MS SQL Select Weird Behaviour
SQLWeirdness
Setup
Let's say you have a table #myTable, such that...
| Type | Year | NumA | NumB | |
|---|---|---|---|---|
| 1 | A | 2020 | 5 | 4 |
| 2 | B | 2020 | 3 | 2 |
| 3 | A | 2020 | 6 | 1 |
| 4 | B | 2020 | 8 | 6 |
| ... | ... | ... | ... | ... |
| 1999 | A | 2025 | 8 | 7 |
| 2000 | B | 2025 | 6 | 3 |
Code
Now, run the SQL query:
SELECT * FROM (
SELECT TOP (100) *
FROM #myTable
) AS t
ORDER BY [Type]
You might imagine that the nested subquery would be ran first followed by the ordering of that data.
But you actually end up with all rows containing the [Type] = 'A'.
| Type | Year | NumA | NumB | |
|---|---|---|---|---|
| 1 | A | 2020 | 5 | 4 |
| 2 | A | 2020 | 6 | 1 |
| 3 | A | 2020 | 8 | 6 |
| 4 | A | 2020 | 3 | 2 |
| ... | ... | ... | ... | ... |
| 99 | A | 2021 | 3 | 3 |
| 100 | A | 2021 | 2 | 3 |
ORDER BY can infact affect the inner subquery!
Larger Example
However, it's more complicated than that, as after trying this on a much larger table with 18million rows.
You can see that the nested makes a major difference on the speed.
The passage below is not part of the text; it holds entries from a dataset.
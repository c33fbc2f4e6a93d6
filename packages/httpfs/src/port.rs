use std::io;
use std::net::TcpListener;

/// Ask the kernel for a free local TCP port.
///
/// The listener is closed before returning, so the port is only likely,
/// not guaranteed, to still be free when the backend binds it.
pub fn unused_port() -> io::Result<u16> {
    let listener = TcpListener::bind("localhost:0")?;
    Ok(listener.local_addr()?.port())
}
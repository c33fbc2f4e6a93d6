use std::sync::Arc;

use wiremock::matchers::{method, path};
use wiremock::{Mock, MockServer, ResponseTemplate};

use httpfs_fuse::{fake_ino, Owner, RemoteTree, ROOT_INO};
use httpfs_http::{HttpFs, DIRECTORY_CONTENT_TYPE};

async fn hello_backend() -> MockServer {
    let server = MockServer::start().await;

    Mock::given(method("HEAD"))
        .and(path("/"))
        .respond_with(ResponseTemplate::new(200).insert_header("Content-Type", DIRECTORY_CONTENT_TYPE))
        .mount(&server)
        .await;

    Mock::given(method("GET"))
        .and(path("/"))
        .respond_with(
            ResponseTemplate::new(200)
                .insert_header("Content-Type", DIRECTORY_CONTENT_TYPE)
                .set_body_string(r#"{"dir":["hello"]}"#),
        )
        .mount(&server)
        .await;

    Mock::given(method("HEAD"))
        .and(path("/hello"))
        .respond_with(ResponseTemplate::new(200))
        .mount(&server)
        .await;

    Mock::given(method("GET"))
        .and(path("/hello"))
        .respond_with(ResponseTemplate::new(200).set_body_string("Hello world!\n"))
        .mount(&server)
        .await;

    server
}

fn adapter_for(uri: &str) -> RemoteTree {
    let fs = HttpFs::new(uri).unwrap();
    RemoteTree::new(Arc::new(fs), Owner::current())
}

#[tokio::test]
async fn test_read_hello_through_adapter() {
    let server = hello_backend().await;
    let uri = server.uri();

    let (whole, prefix, past_end) = tokio::task::spawn_blocking(move || {
        let adapter = adapter_for(&uri);
        let hello = adapter.lookup_child(ROOT_INO, "hello").unwrap();
        let fh = adapter.open_file(hello.ino, libc::O_RDONLY).unwrap();

        let whole = adapter.read_file(fh, 0, 4096).unwrap();
        let prefix = adapter.read_file(fh, 0, 5).unwrap();
        let past_end = adapter.read_file(fh, 64, 4096).unwrap();
        adapter.release_file(fh);
        (whole, prefix, past_end)
    })
    .await
    .unwrap();

    assert_eq!(whole, b"Hello world!\n");
    assert_eq!(prefix, b"Hello");
    assert!(past_end.is_empty());
}

#[tokio::test]
async fn test_readdir_and_lookup_agree() {
    let server = hello_backend().await;
    let uri = server.uri();

    let (listing, looked_up) = tokio::task::spawn_blocking(move || {
        let adapter = adapter_for(&uri);
        let fh = adapter.open_directory(ROOT_INO).unwrap();
        let listing = adapter.directory_entries(fh).unwrap().to_vec();
        adapter.release_directory(fh);
        let looked_up = adapter.lookup_child(ROOT_INO, "hello").unwrap();
        (listing, looked_up)
    })
    .await
    .unwrap();

    let names: Vec<&str> = listing.iter().map(|(_, _, name)| name.as_str()).collect();
    assert_eq!(names, vec![".", "..", "hello"]);
    assert_eq!(listing[2].0, looked_up.ino);
    assert_eq!(looked_up.ino, fake_ino("hello"));
}

#[tokio::test]
async fn test_missing_entry_is_enoent() {
    let server = hello_backend().await;
    let uri = server.uri();

    let code = tokio::task::spawn_blocking(move || {
        let adapter = adapter_for(&uri);
        adapter.lookup_child(ROOT_INO, "missing").unwrap_err()
    })
    .await
    .unwrap();

    assert_eq!(code, libc::ENOENT);
}

#[tokio::test]
async fn test_backend_failure_is_eio() {
    let server = MockServer::start().await;

    Mock::given(method("HEAD"))
        .and(path("/"))
        .respond_with(ResponseTemplate::new(503))
        .mount(&server)
        .await;

    let uri = server.uri();
    let code = tokio::task::spawn_blocking(move || {
        let adapter = adapter_for(&uri);
        adapter.attributes(ROOT_INO).unwrap_err()
    })
    .await
    .unwrap();

    assert_eq!(code, libc::EIO);
}
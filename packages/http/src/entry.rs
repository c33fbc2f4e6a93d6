//! Remote metadata records and their header decoding.

use std::time::{Duration, SystemTime, UNIX_EPOCH};

use serde::{Deserialize, Serialize};

use crate::path;
use crate::types::HttpResponse;
use crate::DIRECTORY_CONTENT_TYPE;

/// Mode bits for a file when the backend sends no permissions.
pub const DEFAULT_FILE_MODE: u32 = 0o644;

/// Mode bits for a directory when the backend sends no permissions.
pub const DEFAULT_DIR_MODE: u32 = 0o755;

/// Whether an entry is a file or a directory.
#[derive(Debug, Clone, Copy, PartialEq, Eq, Hash)]
pub enum EntryKind {
    File,
    Directory,
}

/// The directory-entry view of a [`RemoteEntry`]: what a listing needs.
#[derive(Debug, Clone, PartialEq, Eq)]
pub struct DirEntry {
    pub name: String,
    pub kind: EntryKind,
}

/// Metadata for one remote path, as produced by `stat`.
///
/// The same record serves as the metadata view (size, mode, times) and,
/// through [`RemoteEntry::dir_entry`], as the directory-entry view.
#[derive(Debug, Clone, PartialEq, Eq)]
pub struct RemoteEntry {
    pub name: String,
    pub size: u64,
    /// Permission bits only; the kind lives in `is_dir`.
    pub mode: u32,
    /// Modification time, seconds since the Unix epoch.
    pub mtime: i64,
    pub is_dir: bool,
}

impl RemoteEntry {
    /// Decode a HEAD response for `path` (normalized).
    ///
    /// Each header is applied independently and only when it parses; anything
    /// else keeps the defaults: a 0644 file named after the last path
    /// component with `default_mtime` as its modification time.
    pub fn from_headers(path: &str, response: &HttpResponse, default_mtime: i64) -> Self {
        let mut entry = RemoteEntry {
            name: path::base_name(path).to_string(),
            size: 0,
            mode: DEFAULT_FILE_MODE,
            mtime: default_mtime,
            is_dir: false,
        };

        if let Some(name) = response
            .header("Content-Disposition")
            .and_then(disposition_filename)
        {
            entry.name = name;
        }

        if let Some(size) = response
            .header("Content-Length")
            .and_then(|v| v.trim().parse::<u64>().ok())
        {
            entry.size = size;
        }

        if let Some(mtime) = response.header("Last-Modified").and_then(parse_http_date) {
            entry.mtime = mtime;
        }

        if response
            .header("Content-Type")
            .is_some_and(is_directory_content_type)
        {
            entry.is_dir = true;
            entry.mode = DEFAULT_DIR_MODE;
        }

        if let Some(mode) = response
            .header("Content-Permissions")
            .and_then(|v| u32::from_str_radix(v.trim(), 8).ok())
        {
            entry.mode = mode;
        }

        entry
    }

    pub fn kind(&self) -> EntryKind {
        if self.is_dir {
            EntryKind::Directory
        } else {
            EntryKind::File
        }
    }

    pub fn dir_entry(&self) -> DirEntry {
        DirEntry {
            name: self.name.clone(),
            kind: self.kind(),
        }
    }

    /// Modification time as a `SystemTime`; pre-epoch times clamp to the epoch.
    pub fn modified(&self) -> SystemTime {
        UNIX_EPOCH + Duration::from_secs(self.mtime.max(0) as u64)
    }
}

/// Body of a directory response.
#[derive(Debug, Clone, Default, Serialize, Deserialize, PartialEq, Eq)]
pub struct Listing {
    #[serde(default)]
    pub dir: Vec<String>,
}

/// Compare the media type of a Content-Type header against the directory marker.
fn is_directory_content_type(value: &str) -> bool {
    let essence = value.split(';').next().unwrap_or("").trim();
    essence.eq_ignore_ascii_case(DIRECTORY_CONTENT_TYPE)
}

/// Extract the `filename` parameter from a Content-Disposition value.
fn disposition_filename(value: &str) -> Option<String> {
    value.split(';').skip(1).find_map(|param| {
        let (key, raw) = param.split_once('=')?;
        if !key.trim().eq_ignore_ascii_case("filename") {
            return None;
        }
        let raw = raw.trim();
        let name = raw
            .strip_prefix('"')
            .and_then(|r| r.strip_suffix('"'))
            .unwrap_or(raw);
        Some(name.replace("\\\"", "\""))
    })
}

/// Parse an RFC 1123 date (`Mon, 02 Jan 2006 15:04:05 GMT`) to Unix seconds.
fn parse_http_date(value: &str) -> Option<i64> {
    chrono::DateTime::parse_from_rfc2822(value.trim())
        .ok()
        .map(|t| t.timestamp())
}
Performing a simple TOP (1000) takes 1 second:
SELECT TOP (1000) * FROM #myLargeTable
Performing a TOP (1000) with an ORDER BY takes 34 seconds.
This makes sense as ordering requires more power:
SELECT TOP (1000) * FROM #myLargeTable ORDER BY 1
But performing a TOP (1000) with an ORDER BY outside of that inner subquery takes 1 second!
SELECT * FROM (
SELECT TOP (1000) *
FROM #myLargeTable
) AS t
ORDER BY 1
So clearly the subquery is making some kind of difference.
Similar Notes
WITH Clause
Important to note that a WITH clause makes no difference to this result:
WITH mysubtable AS (
SELECT TOP (100) *
FROM #myTable
) AS t
SELECT * FROM mysubtable ORDER BY [Type]
Also returns a table with all 'A's.
ROW_NUMBER Function
Important to note that using a ROW_NUMBER function produces the same result:
SELECT *, r = ROW_NUMBER () OVER (ORDER BY [Type]) FROM (
SELECT TOP (100) *
FROM #myTable
) AS t
Also returns a table with all 'A's.
Thoughts
Minimum Batch Size
My hypothesis, is the SELECT query can only fetch rows in larger batch sizes.
So it grabs a larger batch (at least 2000 rows) and remembers it only wants 100.
Then it orders it. And then it perform the row cutoff at the end.
Being Smart
Alternatively, maybe SQL is being smart and realises that it can use a larger row count initially without affecting speed while still producing "better" results.